• Directions for this task
The records below need to be restated word for word.

• Source records
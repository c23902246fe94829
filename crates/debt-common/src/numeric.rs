//! Numeric cell parsing for wide indicator tables.

use std::num::ParseFloatError;

/// Cell values treated as "no observation" rather than as text.
///
/// Mirrors the default NA vocabulary of common dataframe CSV readers so that
/// tables exported by those tools round-trip as missing values.
pub const NA_MARKERS: &[&str] = &[
    "", "NA", "N/A", "NaN", "nan", "-nan", "null", "NULL", "<NA>", "#N/A",
];

/// Returns true when the trimmed cell is empty or one of [`NA_MARKERS`].
pub fn is_missing_marker(value: &str) -> bool {
    let trimmed = value.trim();
    NA_MARKERS.contains(&trimmed)
}

/// Parses an amount cell such as `"1,234.5"`.
///
/// Thousands separators (commas) and surrounding whitespace are removed
/// before parsing. Missing markers yield `Ok(None)`; any other text that
/// does not parse as a float is an error.
///
/// # Examples
///
/// ```
/// use debt_common::parse_amount;
///
/// assert_eq!(parse_amount("1,234.5"), Ok(Some(1234.5)));
/// assert_eq!(parse_amount(""), Ok(None));
/// assert!(parse_amount("..").is_err());
/// ```
pub fn parse_amount(value: &str) -> Result<Option<f64>, ParseFloatError> {
    if is_missing_marker(value) {
        return Ok(None);
    }
    let cleaned: String = value.trim().chars().filter(|ch| *ch != ',').collect();
    cleaned.parse::<f64>().map(Some)
}

/// Parses a string as `f64`, returning `None` for invalid or empty strings.
pub fn parse_f64(value: &str) -> Option<f64> {
    let trimmed = value.trim();
    if trimmed.is_empty() {
        return None;
    }
    trimmed.parse::<f64>().ok()
}

/// Formats a floating-point number as a string without trailing zeros.
///
/// # Examples
///
/// ```
/// use debt_common::format_numeric;
///
/// assert_eq!(format_numeric(1.0), "1");
/// assert_eq!(format_numeric(1.5), "1.5");
/// assert_eq!(format_numeric(0.0), "0");
/// ```
pub fn format_numeric(v: f64) -> String {
    let s = format!("{v}");
    if !s.contains('.') {
        return s;
    }
    let trimmed = s.trim_end_matches('0').trim_end_matches('.');
    if trimmed.is_empty() || trimmed == "-" {
        "0".to_string()
    } else {
        trimmed.to_string()
    }
}

#[cfg(test)]
mod tests {
    use super::*;

    #[test]
    fn test_parse_amount_strips_thousands_separators() {
        assert_eq!(parse_amount("1,234.5"), Ok(Some(1234.5)));
        assert_eq!(parse_amount("  12,000  "), Ok(Some(12000.0)));
        assert_eq!(parse_amount("1,234,567"), Ok(Some(1_234_567.0)));
    }

    #[test]
    fn test_parse_amount_plain_numbers() {
        assert_eq!(parse_amount("42"), Ok(Some(42.0)));
        assert_eq!(parse_amount("-3.5"), Ok(Some(-3.5)));
        assert_eq!(parse_amount("1e3"), Ok(Some(1000.0)));
    }

    #[test]
    fn test_parse_amount_missing_markers() {
        for marker in NA_MARKERS {
            assert_eq!(parse_amount(marker), Ok(None), "marker {marker:?}");
        }
        assert_eq!(parse_amount("   "), Ok(None));
    }

    #[test]
    fn test_parse_amount_rejects_text() {
        assert!(parse_amount("..").is_err());
        assert!(parse_amount("n/a value").is_err());
        assert!(parse_amount("12 USD").is_err());
    }

    #[test]
    fn test_parse_f64() {
        assert_eq!(parse_f64(""), None);
        assert_eq!(parse_f64("  "), None);
        assert_eq!(parse_f64("3.25"), Some(3.25));
        assert_eq!(parse_f64("  3.25  "), Some(3.25));
        assert_eq!(parse_f64("invalid"), None);
    }

    #[test]
    fn test_format_numeric() {
        assert_eq!(format_numeric(1.0), "1");
        assert_eq!(format_numeric(1.5), "1.5");
        assert_eq!(format_numeric(1.50), "1.5");
        assert_eq!(format_numeric(0.0), "0");
        assert_eq!(format_numeric(100.0), "100");
        assert_eq!(format_numeric(-2.25), "-2.25");
    }
}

• Solution for this task
repository c23902246fe94829
filename crates/debt-common/src/numeric.rs
//! Numeric cell parsing for wide indicator tables.

use std::num::ParseFloatError;

/// Cell values treated as "no observation" rather than as text.
///
/// Mirrors the default NA vocabulary of common dataframe CSV readers so that
/// tables exported by those tools round-trip as missing values.
pub const NA_MARKERS: &[&str] = &[
    "", "NA", "N/A", "NaN", "nan", "-nan", "null", "NULL", "<NA>", "#N/A",
];

/// Returns true when the trimmed cell is empty or one of [`NA_MARKERS`].
pub fn is_missing_marker(value: &str) -> bool {
    let trimmed = value.trim();
    NA_MARKERS.contains(&trimmed)
}

/// Parses an amount cell such as `"1,234.5"`.
///
/// Thousands separators (commas) and surrounding whitespace are removed
/// before parsing. Missing markers yield `Ok(None)`; any other text that
/// does not parse as a float is an error.
///
/// # Examples
///
/// ```
/// use debt_common::parse_amount;
///
/// assert_eq!(parse_amount("1,234.5"), Ok(Some(1234.5)));
/// assert_eq!(parse_amount(""), Ok(None));
/// assert!(parse_amount("..").is_err());
/// ```
pub fn parse_amount(value: &str) -> Result<Option<f64>, ParseFloatError> {
    if is_missing_marker(value) {
        return Ok(None);
    }
    let cleaned: String = value.trim().chars().filter(|ch| *ch != ',').collect();
    cleaned.parse::<f64>().map(Some)
}

/// Parses a string as `f64`, returning `None` for invalid or empty strings.
pub fn parse_f64(value: &str) -> Option<f64> {
    let trimmed = value.trim();
    if trimmed.is_empty() {
        return None;
    }
    trimmed.parse::<f64>().ok()
}

/// Formats a floating-point number as a string without trailing zeros.
///
/// # Examples
///
/// ```
/// use debt_common::format_numeric;
///
/// assert_eq!(format_numeric(1.0), "1");
/// assert_eq!(format_numeric(1.5), "1.5");
/// assert_eq!(format_numeric(0.0), "0");
/// ```
pub fn format_numeric(v: f64) -> String {
    let s = format!("{v}");
    if !s.contains('.') {
        return s;
    }
    let trimmed = s.trim_end_matches('0').trim_end_matches('.');
    if trimmed.is_empty() || trimmed == "-" {
        "0".to_string()
    } else {
        trimmed.to_string()
    }
}

#[cfg(test)]
mod tests {
    use super::*;

    #[test]
    fn test_parse_amount_strips_thousands_separators() {
        assert_eq!(parse_amount("1,234.5"), Ok(Some(1234.5)));
        assert_eq!(parse_amount("  12,000  "), Ok(Some(12000.0)));
        assert_eq!(parse_amount("1,234,567"), Ok(Some(1_234_567.0)));
    }

    #[test]
    fn test_parse_amount_plain_numbers() {
        assert_eq!(parse_amount("42"), Ok(Some(42.0)));
        assert_eq!(parse_amount("-3.5"), Ok(Some(-3.5)));
        assert_eq!(parse_amount("1e3"), Ok(Some(1000.0)));
    }

    #[test]
    fn test_parse_amount_missing_markers() {
        for marker in NA_MARKERS {
            assert_eq!(parse_amount(marker), Ok(None), "marker {marker:?}");
        }
        assert_eq!(parse_amount("   "), Ok(None));
    }

    #[test]
    fn test_parse_amount_rejects_text() {
        assert!(parse_amount("..").is_err());
        assert!(parse_amount("n/a value").is_err());
        assert!(parse_amount("12 USD").is_err());
    }

    #[test]
    fn test_parse_f64() {
        assert_eq!(parse_f64(""), None);
        assert_eq!(parse_f64("  "), None);
        assert_eq!(parse_f64("3.25"), Some(3.25));
        assert_eq!(parse_f64("  3.25  "), Some(3.25));
        assert_eq!(parse_f64("invalid"), None);
    }

    #[test]
    fn test_format_numeric() {
        assert_eq!(format_numeric(1.0), "1");
        assert_eq!(format_numeric(1.5), "1.5");
        assert_eq!(format_numeric(1.50), "1.5");
        assert_eq!(format_numeric(0.0), "0");
        assert_eq!(format_numeric(100.0), "100");
        assert_eq!(format_numeric(-2.25), "-2.25");
    }
}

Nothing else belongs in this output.